* ABOUT THIS EXERCISE *
Look through the records below, and whenever a line contains "InvalidInput", copy it.

───── AVAILABLE RECORDS

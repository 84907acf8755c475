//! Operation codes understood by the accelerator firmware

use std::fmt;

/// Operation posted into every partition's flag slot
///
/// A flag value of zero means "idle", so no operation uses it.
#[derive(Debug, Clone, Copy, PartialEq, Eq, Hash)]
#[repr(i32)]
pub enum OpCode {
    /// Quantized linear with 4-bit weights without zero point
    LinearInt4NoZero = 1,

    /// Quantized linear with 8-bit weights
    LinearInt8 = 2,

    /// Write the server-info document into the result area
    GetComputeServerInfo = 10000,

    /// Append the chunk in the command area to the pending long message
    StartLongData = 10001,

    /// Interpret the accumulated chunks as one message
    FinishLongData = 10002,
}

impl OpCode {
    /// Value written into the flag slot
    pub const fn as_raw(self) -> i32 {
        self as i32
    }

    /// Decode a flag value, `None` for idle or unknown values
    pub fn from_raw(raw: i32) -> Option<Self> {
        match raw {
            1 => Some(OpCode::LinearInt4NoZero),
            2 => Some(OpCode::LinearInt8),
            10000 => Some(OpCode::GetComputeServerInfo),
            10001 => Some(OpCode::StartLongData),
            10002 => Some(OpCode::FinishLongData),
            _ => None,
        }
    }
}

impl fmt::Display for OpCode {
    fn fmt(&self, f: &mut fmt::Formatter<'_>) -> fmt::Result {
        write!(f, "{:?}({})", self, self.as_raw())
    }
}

──────────
───── AVAILABLE RECORDS

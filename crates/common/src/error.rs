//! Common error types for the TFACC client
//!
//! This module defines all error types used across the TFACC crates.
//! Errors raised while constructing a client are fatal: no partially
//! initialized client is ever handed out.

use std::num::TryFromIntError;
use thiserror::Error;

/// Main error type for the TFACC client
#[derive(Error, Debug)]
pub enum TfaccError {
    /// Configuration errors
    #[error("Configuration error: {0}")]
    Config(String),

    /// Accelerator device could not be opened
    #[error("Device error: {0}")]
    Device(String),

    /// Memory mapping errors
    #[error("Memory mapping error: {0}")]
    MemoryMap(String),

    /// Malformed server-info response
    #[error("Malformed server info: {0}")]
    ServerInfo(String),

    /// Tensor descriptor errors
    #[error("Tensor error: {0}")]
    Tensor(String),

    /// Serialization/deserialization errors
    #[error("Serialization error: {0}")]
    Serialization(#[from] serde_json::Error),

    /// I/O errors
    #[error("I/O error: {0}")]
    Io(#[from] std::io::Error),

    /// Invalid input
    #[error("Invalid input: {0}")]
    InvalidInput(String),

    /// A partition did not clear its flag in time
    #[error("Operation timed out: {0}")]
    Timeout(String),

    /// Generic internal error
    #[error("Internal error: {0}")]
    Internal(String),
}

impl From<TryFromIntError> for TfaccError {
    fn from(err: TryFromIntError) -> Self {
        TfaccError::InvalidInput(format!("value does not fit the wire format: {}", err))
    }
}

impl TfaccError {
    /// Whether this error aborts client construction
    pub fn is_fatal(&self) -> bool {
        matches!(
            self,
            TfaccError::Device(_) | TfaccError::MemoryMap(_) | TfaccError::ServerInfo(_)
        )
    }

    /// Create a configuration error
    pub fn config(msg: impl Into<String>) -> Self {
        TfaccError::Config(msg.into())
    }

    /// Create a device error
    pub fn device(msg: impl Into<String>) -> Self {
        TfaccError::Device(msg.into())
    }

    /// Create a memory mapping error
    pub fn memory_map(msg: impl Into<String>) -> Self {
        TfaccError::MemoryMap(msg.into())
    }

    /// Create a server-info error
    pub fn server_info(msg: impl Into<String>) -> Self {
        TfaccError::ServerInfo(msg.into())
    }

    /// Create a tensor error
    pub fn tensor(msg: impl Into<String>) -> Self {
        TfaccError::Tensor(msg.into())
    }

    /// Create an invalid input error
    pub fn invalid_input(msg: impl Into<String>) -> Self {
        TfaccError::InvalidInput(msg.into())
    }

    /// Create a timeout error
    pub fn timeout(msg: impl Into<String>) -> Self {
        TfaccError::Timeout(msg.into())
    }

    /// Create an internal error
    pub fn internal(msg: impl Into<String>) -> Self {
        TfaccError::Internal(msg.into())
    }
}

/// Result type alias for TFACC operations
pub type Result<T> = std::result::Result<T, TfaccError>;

──────────
───── AVAILABLE RECORDS

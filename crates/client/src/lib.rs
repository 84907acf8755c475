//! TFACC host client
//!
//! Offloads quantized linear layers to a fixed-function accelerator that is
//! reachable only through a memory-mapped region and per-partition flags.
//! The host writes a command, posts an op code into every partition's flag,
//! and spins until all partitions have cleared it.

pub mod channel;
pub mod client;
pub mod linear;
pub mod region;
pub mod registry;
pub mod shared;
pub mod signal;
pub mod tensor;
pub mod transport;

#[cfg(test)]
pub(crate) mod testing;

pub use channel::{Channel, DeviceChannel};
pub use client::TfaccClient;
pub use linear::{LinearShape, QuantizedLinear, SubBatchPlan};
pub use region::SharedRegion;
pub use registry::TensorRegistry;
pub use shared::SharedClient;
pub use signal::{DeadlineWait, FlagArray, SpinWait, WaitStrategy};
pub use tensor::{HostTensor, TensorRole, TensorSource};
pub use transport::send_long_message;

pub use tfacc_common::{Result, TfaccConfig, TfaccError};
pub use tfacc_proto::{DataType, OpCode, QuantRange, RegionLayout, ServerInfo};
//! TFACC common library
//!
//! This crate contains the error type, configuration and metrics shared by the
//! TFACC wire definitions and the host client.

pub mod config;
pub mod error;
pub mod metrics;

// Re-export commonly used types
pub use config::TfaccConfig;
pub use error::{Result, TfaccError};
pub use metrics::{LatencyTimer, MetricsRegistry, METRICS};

──────────

* ANSWER *
    InvalidInput(String),
        TfaccError::InvalidInput(format!("value does not fit the wire format: {}", err))
        TfaccError::InvalidInput(msg.into())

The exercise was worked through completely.